LEED, which stands for Leadership in Energy and Environmental Design, is a rating system developed by the US Green Building Council. To be LEED certified buildings are assessed by the following criteria:
• Water efficiency
• Materials and resources
• Indoor quality
• Sustainable sites
The LEED scoring system has four levels (Certified, Silver, Gold, Platinum), and buildings in California are required to be certified with a minimum of LEED Silver. For a stadium of this magnitude, to receive a LEED Gold certification is a great achievement.
“The Bay Area is a world leader in sustainable efforts, and achieving LEED Gold certification for Levi’s Stadium is another example of our desire to showcase all that is special about the region. Our design team, partners and contractors have helped Levi’s Stadium become the environmentally responsible building we had envisioned”, Jed York, 49ers CEO
1. Solar technology
The stadium has over 1000 solar elements throughout the building, including three 375kW solar powered pedestrian bridges and a solar canopy. This solar technology will create enough energy to power the ten 49ers home games each year.
The solar canopy also powers the 20,000 square foot green roof above the suite tower which contains large quantities of local vegetation used to insulate the suites.
The stadium is within walking distance from the Amtrak and Caltrain stations. It is estimated that 25% of fans will travel to the stadium via public transport, which is more than double the number of fans who travelled to watch the games in Candlestick Park.
A bike path leading to the stadium will be in use on game days and there is a bicycle valet service with the capacity for 750 bikes.

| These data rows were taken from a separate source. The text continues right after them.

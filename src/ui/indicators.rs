//! Held-key lamps and speed readout

use super::ThemeColors;
use crate::filter::FilterSnapshot;
use crate::keys::KeyBindings;
use ratatui::{
    buffer::Buffer,
    layout::Rect,
    style::{Modifier, Style},
    widgets::Widget,
};

const LAMP_WIDTH: u16 = 11;
const LAMP_HEIGHT: u16 = 3;

/// Two lamps (forward, sprint) lit while the key is held
pub struct KeyIndicators<'a> {
    snapshot: &'a FilterSnapshot,
    bindings: &'a KeyBindings,
    colors: ThemeColors,
}

impl<'a> KeyIndicators<'a> {
    pub fn new(
        snapshot: &'a FilterSnapshot,
        bindings: &'a KeyBindings,
        colors: ThemeColors,
    ) -> Self {
        Self {
            snapshot,
            bindings,
            colors,
        }
    }

    fn render_lamp(&self, buf: &mut Buffer, area: Rect, x: u16, label: &str, held: bool) {
        let (bg, fg) = if held {
            (self.colors.lamp_on, self.colors.lamp_text_on)
        } else {
            (self.colors.lamp_off, self.colors.lamp_text)
        };
        let mut style = Style::default().fg(fg).bg(bg);
        if held {
            style = style.add_modifier(Modifier::BOLD);
        }

        let width = LAMP_WIDTH.min(area.x + area.width - x);
        for row in 0..LAMP_HEIGHT.min(area.height) {
            let text = if row == LAMP_HEIGHT / 2 {
                format!("{:^w$}", label, w = width as usize)
            } else {
                " ".repeat(width as usize)
            };
            buf.set_string(x, area.y + row, text, style);
        }
    }
}

impl<'a> Widget for KeyIndicators<'a> {
    fn render(self, area: Rect, buf: &mut Buffer) {
        if area.width < LAMP_WIDTH * 2 + 2 || area.height < 1 {
            return;
        }

        let forward = self.bindings.forward.label();
        let sprint = self.bindings.sprint.label();
        self.render_lamp(buf, area, area.x, &forward, self.snapshot.forward_held);
        self.render_lamp(
            buf,
            area,
            area.x + LAMP_WIDTH + 2,
            &sprint,
            self.snapshot.sprint_held,
        );

        let readout_x = area.x + LAMP_WIDTH * 2 + 4;
        if readout_x < area.x + area.width {
            let readout = format!("Smoothed Speed: {:.1} px/s", self.snapshot.displayed_speed);
            let style = Style::default()
                .fg(self.colors.text)
                .add_modifier(Modifier::BOLD);
            buf.set_stringn(
                readout_x,
                area.y + LAMP_HEIGHT.min(area.height) / 2,
                readout,
                (area.x + area.width - readout_x) as usize,
                style,
            );
        }
    }
}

Nearby parking lots at the Great America Theme Park, the local college and local garages account for over 21,000 parking spaces and there is also the option to rent parking spaces from the local tech companies. This has reduced the need for additional concrete to be laid down to build new parking facilities at the stadium.
3. Recycling of Water and Materials
85% of the overall water used in the stadium is recycled. Recycled water is used for landscape irrigation, including watering the green roof and flushing toilets and urinals. This will result in huge water savings.

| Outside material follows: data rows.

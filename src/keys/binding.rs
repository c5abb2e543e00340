//! Mapping from the two virtual outputs to platform keys

use super::VirtualKey;
use serde::{Deserialize, Serialize};
use std::fmt;

/// A platform key that a virtual output can be bound to
#[derive(Debug, Clone, Copy, PartialEq, Eq, Serialize, Deserialize)]
pub enum BoundKey {
    /// A printable key, injected by its character
    Char(char),
    Shift,
    Control,
    Alt,
    Space,
}

impl BoundKey {
    /// Short label for indicators and log lines
    pub fn label(&self) -> String {
        match self {
            Self::Char(c) => c.to_uppercase().to_string(),
            Self::Shift => "Shift".to_string(),
            Self::Control => "Ctrl".to_string(),
            Self::Alt => "Alt".to_string(),
            Self::Space => "Space".to_string(),
        }
    }

    #[cfg(feature = "virtual-send")]
    pub(crate) fn to_enigo(self) -> enigo::Key {
        match self {
            Self::Char(c) => enigo::Key::Unicode(c),
            Self::Shift => enigo::Key::Shift,
            Self::Control => enigo::Key::Control,
            Self::Alt => enigo::Key::Alt,
            Self::Space => enigo::Key::Space,
        }
    }
}

impl fmt::Display for BoundKey {
    fn fmt(&self, f: &mut fmt::Formatter<'_>) -> fmt::Result {
        f.write_str(&self.label())
    }
}

/// Platform keys used for the forward and sprint outputs
#[derive(Debug, Clone, Copy, PartialEq, Eq, Serialize, Deserialize)]
#[serde(default)]
pub struct KeyBindings {
    pub forward: BoundKey,
    pub sprint: BoundKey,
}

impl Default for KeyBindings {
    fn default() -> Self {
        Self {
            forward: BoundKey::Char('w'),
            sprint: BoundKey::Shift,
        }
    }
}

impl KeyBindings {
    /// Platform key bound to a virtual output
    pub fn key_for(&self, key: VirtualKey) -> BoundKey {
        match key {
            VirtualKey::Forward => self.forward,
            VirtualKey::Sprint => self.sprint,
        }
    }
}

#[cfg(test)]
mod tests {
    use super::*;

    #[test]
    fn default_bindings_are_w_and_shift() {
        let bindings = KeyBindings::default();
        assert_eq!(bindings.key_for(VirtualKey::Forward), BoundKey::Char('w'));
        assert_eq!(bindings.key_for(VirtualKey::Sprint), BoundKey::Shift);
    }

    #[test]
    fn labels_are_display_friendly() {
        assert_eq!(BoundKey::Char('w').label(), "W");
        assert_eq!(BoundKey::Shift.to_string(), "Shift");
        assert_eq!(BoundKey::Control.label(), "Ctrl");
    }

    #[test]
    fn bindings_deserialize_from_toml() {
        let toml_str = r#"
forward = { Char = "e" }
sprint = "Control"
"#;
        let bindings: KeyBindings = toml::from_str(toml_str).expect("Failed to deserialize");
        assert_eq!(bindings.forward, BoundKey::Char('e'));
        assert_eq!(bindings.sprint, BoundKey::Control);
    }
}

Recycled and reclaimed building materials have been used where possible in the stadium. For example, the wood used in the Citrix Owner Suites is reclaimed wood from a local airplane hanger at Moffett Field in Mountain View. The stadium will also be recycling and composting wherever possible.
The Levi’s Stadium is supporting the regions agricultural economy by locally sourcing 78% of the food sold at the stadiums food vendors. In the future they also hope to grow herbs on the green roof that can be used in the food. Importing ingredients from far away uses unnecessary fuel leading to higher green house gas emissions. Therefore local sourcing is much better for the environment. There is also a large selection of vegetarian and vegan food options available at the stadium.

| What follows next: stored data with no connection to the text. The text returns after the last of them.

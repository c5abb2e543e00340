//! Configuration management for VR Walker
//!
//! Provides persistent configuration that is loaded from and saved to a
//! platform-specific config file.
//!
//! ## Config File Locations
//!
//! | Platform | Path |
//! |----------|------|
//! | Linux | `~/.config/vr-walker/config.toml` |
//! | macOS | `~/Library/Application Support/vr-walker/config.toml` |
//! | Windows | `%APPDATA%\vr-walker\config.toml` |
//!
//! ## Example
//!
//! ```no_run
//! use vr_walker::Config;
//!
//! // Load existing config or use defaults
//! let mut config = Config::load().unwrap_or_default();
//!
//! // Modify settings
//! config.filter.set_sprint_engage(120.0);
//!
//! // Save to disk
//! config.save().expect("Failed to save config");
//! ```

use crate::filter::watchdog::DEFAULT_TICK;
use crate::filter::Tunables;
use crate::keys::KeyBindings;
use crate::pointer::DEFAULT_POLL_INTERVAL;
use serde::{Deserialize, Serialize};
use std::fs;
use std::io;
use std::path::{Path, PathBuf};
use std::time::Duration;
use thiserror::Error;

const APP_DIR: &str = "vr-walker";

/// Error type for configuration operations
#[derive(Debug, Error)]
pub enum ConfigError {
    /// Failed to determine config directory
    #[error("Could not determine config directory")]
    NoConfigDir,
    /// IO error reading or writing config file
    #[error("IO error: {0}")]
    Io(#[from] io::Error),
    /// Failed to parse config file
    #[error("Parse error: {0}")]
    Parse(#[from] toml::de::Error),
    /// Failed to serialize config
    #[error("Serialize error: {0}")]
    Serialize(#[from] toml::ser::Error),
}

/// Returns the application config directory, creating it if needed.
pub fn config_dir() -> Result<PathBuf, ConfigError> {
    let app_dir = dirs::config_dir()
        .ok_or(ConfigError::NoConfigDir)?
        .join(APP_DIR);

    if !app_dir.exists() {
        fs::create_dir_all(&app_dir)?;
    }

    Ok(app_dir)
}

/// Returns the path to the config file.
///
/// Creates the config directory if it doesn't exist.
pub fn config_path() -> Result<PathBuf, ConfigError> {
    Ok(config_dir()?.join("config.toml"))
}

/// Returns the path of the log file next to the config file.
pub fn log_path() -> Result<PathBuf, ConfigError> {
    Ok(config_dir()?.join("vr-walker.log"))
}

/// Main application configuration
#[derive(Debug, Clone, Serialize, Deserialize, Default)]
pub struct Config {
    /// Motion filter tunables
    #[serde(default)]
    pub filter: Tunables,
    /// Input and watchdog timing
    #[serde(default)]
    pub input: InputConfig,
    /// Platform keys for the two outputs
    #[serde(default)]
    pub keys: KeyBindings,
    /// UI settings
    #[serde(default)]
    pub ui: UiConfig,
}

/// Input and watchdog timing
#[derive(Debug, Clone, Serialize, Deserialize)]
#[serde(default)]
pub struct InputConfig {
    /// Cursor polling interval in milliseconds
    pub poll_interval_ms: u64,
    /// Watchdog tick in milliseconds
    pub watchdog_tick_ms: u64,
}

impl Default for InputConfig {
    fn default() -> Self {
        Self {
            poll_interval_ms: DEFAULT_POLL_INTERVAL.as_millis() as u64,
            watchdog_tick_ms: DEFAULT_TICK.as_millis() as u64,
        }
    }
}

impl InputConfig {
    pub fn poll_interval(&self) -> Duration {
        Duration::from_millis(self.poll_interval_ms.max(1))
    }

    pub fn watchdog_tick(&self) -> Duration {
        Duration::from_millis(self.watchdog_tick_ms.max(1))
    }
}

/// UI configuration
#[derive(Debug, Clone, Serialize, Deserialize)]
#[serde(default)]
pub struct UiConfig {
    /// Refresh rate for UI updates (in Hz)
    pub refresh_rate_hz: u32,
    /// Color theme (dark/light)
    pub theme: Theme,
}

impl Default for UiConfig {
    fn default() -> Self {
        Self {
            refresh_rate_hz: 20,
            theme: Theme::Dark,
        }
    }
}

/// Color theme options
#[derive(Debug, Clone, Copy, Serialize, Deserialize, PartialEq, Eq)]
pub enum Theme {
    Dark,
    Light,
}

impl Config {
    /// Load configuration from the default config file.
    ///
    /// Returns the default configuration if the file doesn't exist.
    /// Returns an error if the file exists but cannot be parsed.
    pub fn load() -> Result<Self, ConfigError> {
        let path = config_path()?;

        if !path.exists() {
            return Ok(Self::default());
        }

        Self::load_from(&path)
    }

    /// Load configuration from a specific path.
    ///
    /// Tunables are re-clamped, so a hand-edited file cannot invert the
    /// sprint thresholds.
    pub fn load_from(path: &Path) -> Result<Self, ConfigError> {
        let contents = fs::read_to_string(path)?;
        let mut config: Config = toml::from_str(&contents)?;
        config.filter = config.filter.sanitized();
        Ok(config)
    }

    /// Save configuration to the default config file.
    pub fn save(&self) -> Result<PathBuf, ConfigError> {
        let path = config_path()?;
        self.save_to(&path)?;
        Ok(path)
    }

    /// Save configuration to a specific path.
    pub fn save_to(&self, path: &Path) -> Result<(), ConfigError> {
        let contents = toml::to_string_pretty(self)?;
        fs::write(path, contents)?;
        Ok(())
    }

    /// Get UI refresh interval as Duration
    pub fn refresh_interval(&self) -> Duration {
        Duration::from_micros(1_000_000 / self.ui.refresh_rate_hz.max(1) as u64)
    }
}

“The vision for an energy efficient and visually stunning stadium has been realised. We’ve never strayed from what we wanted the Levi’s Stadium to represent and that is a place to comfortably enjoy exciting sports and entertainment events and a venue that sparks a new view of what sustainability and being environmentally conscious can look like,” Paraag Marathe, San Francisco 49ers President.
The Levi’s stadium has set a new standard for sustainability, and we hope to see more stadiums achieving LEED certification in the future.